Efficient and Scalable Calculation of Complex Band Structure using Sakurai-Sugiura Method

TL;DR

This paper introduces a scalable and efficient computational approach for calculating complex band structures of large materials systems by combining quadratic eigenvalue problem formulation with the Sakurai-Sugiura method, enabling high-performance parallel computation.

Contribution

The paper presents a novel method that significantly reduces computational cost and enhances scalability for first-principles CBS calculations of large atomic systems.

Findings

Achieved faster runtime and lower memory usage compared to traditional methods.

Demonstrated scalability on a 10,000+ atom system using high-performance computing resources.

Enabled CBS calculation for large systems with over 10,000 atoms efficiently.

Abstract

Complex band structures (CBSs) are useful to characterize the static and dynamical electronic properties of materials.
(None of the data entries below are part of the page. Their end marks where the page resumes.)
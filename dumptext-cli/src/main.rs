use std::fs::File;
use std::io::{self, BufWriter, IsTerminal, Write};
use std::path::{Path, PathBuf};

use anyhow::{Context, Result};
use clap::{CommandFactory, Parser};
use dumptext_core::{BufferingReader, Config, ElfContainer, ReadAt, SeekableSource, TEXT_SECTION};
use tabled::settings::Style;
use tabled::{Table, Tabled};

/// Dump the code section of an ELF binary
#[derive(Parser)]
#[command(
    name = "dumptext",
    about = "Reads the .text section from an ELF binary and dumps (optionally formatted) bytes to stdout.",
    override_usage = "dumptext path/to/elf/binary\n       cat path/to/elf/binary | dumptext",
    after_help = "Environment:\n  \
        FORMAT=escape(default)|dump|raw  output format\n  \
        VALIDATE=1                       fail if the data contains null bytes",
    version
)]
struct Cli {
    /// Path to the ELF binary; piped stdin is read when omitted
    path: Option<PathBuf>,

    /// Section to extract
    #[arg(long, default_value = TEXT_SECTION)]
    section: String,

    /// Print the section table instead of dumping
    #[arg(long)]
    list_sections: bool,
}

#[derive(Tabled)]
struct SectionRow {
    #[tabled(rename = "Section")]
    name: String,
    #[tabled(rename = "Type")]
    kind: &'static str,
    #[tabled(rename = "VMA")]
    vma: String,
    #[tabled(rename = "Offset")]
    offset: String,
    #[tabled(rename = "Size")]
    size: String,
    #[tabled(rename = "Flags")]
    flags: String,
}

/// Where the ELF image comes from.
#[derive(Debug, PartialEq, Eq)]
enum Input {
    File(PathBuf),
    Stdin,
    Usage,
}

/// A path argument wins; otherwise stdin is read unless it is a terminal.
fn select_input(path: Option<&Path>, stdin_is_terminal: bool) -> Input {
    match path {
        Some(path) => Input::File(path.to_path_buf()),
        None if !stdin_is_terminal => Input::Stdin,
        None => Input::Usage,
    }
}

fn main() -> Result<()> {
    env_logger::init();
    let cli = Cli::parse();

    let config = Config::from_lookup(|key| std::env::var(key).ok()).with_section(&cli.section);
    log::debug!("resolved {config:?}");

    let mut out = BufWriter::new(io::stdout().lock());
    match select_input(cli.path.as_deref(), io::stdin().is_terminal()) {
        Input::File(path) => {
            let file = File::open(&path)
                .with_context(|| format!("failed to open {}", path.display()))?;
            run(&cli, &config, SeekableSource::new(file), &mut out)
        }
        Input::Stdin => run(
            &cli,
            &config,
            BufferingReader::new(io::stdin().lock()),
            &mut out,
        ),
        Input::Usage => print_usage_and_exit(),
    }
}

fn run<S: ReadAt, W: Write>(cli: &Cli, config: &Config, source: S, out: &mut W) -> Result<()> {
    if cli.list_sections {
        let elf = ElfContainer::open(source).context("failed to parse ELF input")?;
        print_sections(out, &elf)?;
        out.flush()?;
        return Ok(());
    }

    dumptext_core::dump(config, source, out)
        .with_context(|| format!("failed to dump {}", config.section))
}

fn print_sections<S: ReadAt, W: Write>(out: &mut W, elf: &ElfContainer<S>) -> Result<()> {
    writeln!(
        out,
        "ELF{} {}-endian {}, machine {:#x}, entry 0x{:x}",
        if elf.is_64() { 64 } else { 32 },
        if elf.is_little_endian() { "little" } else { "big" },
        if elf.is_executable() { "executable" } else { "object" },
        elf.machine(),
        elf.entry_point()
    )?;

    if elf.sections().is_empty() {
        writeln!(out, "No sections found (possibly stripped binary).")?;
        return Ok(());
    }

    let rows = elf.sections().iter().map(|s| SectionRow {
        name: s.name.clone(),
        kind: s.type_name(),
        vma: format!("0x{:x}", s.vma),
        offset: format!("0x{:x}", s.file_offset),
        size: format!("0x{:x}", s.size),
        flags: format!("0x{:x}", s.flags),
    });
    let mut table = Table::new(rows);
    table.with(Style::psql());
    writeln!(out, "{table}")?;
    Ok(())
}

#[cfg(test)]
#[path = "../../dumptext-core/tests/common/mod.rs"]
mod fixture;

fn print_usage_and_exit() -> ! {
    let _ = Cli::command().print_help();
    std::process::exit(1);
}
Despite the intensive developments, the first-principles calculation of CBS for over several hundred atoms is still computationally demanding. We here propose an efficient and scalable computational method to calculate CBSs. The basic idea is to express the Kohn-Sham equation of the real-space grid scheme as a quadratic eigenvalue problem and compute only the solutions which are necessary to construct the CBS by Sakurai-Sugiura method. The serial performance of the proposed method shows a significant advantage in both runtime and memory usage compared to the conventional method. Furthermore, owing to the hierarchical parallelism in Sakurai-Sugiura method and the domain-decomposition technique for real-space grids, we can achieve an excellent scalability in the CBS calculation of a boron and nitrogen doped carbon nanotube consisting of more than 10,000 atoms using 2,048 nodes (139,264 cores) of Oakforest-PACS.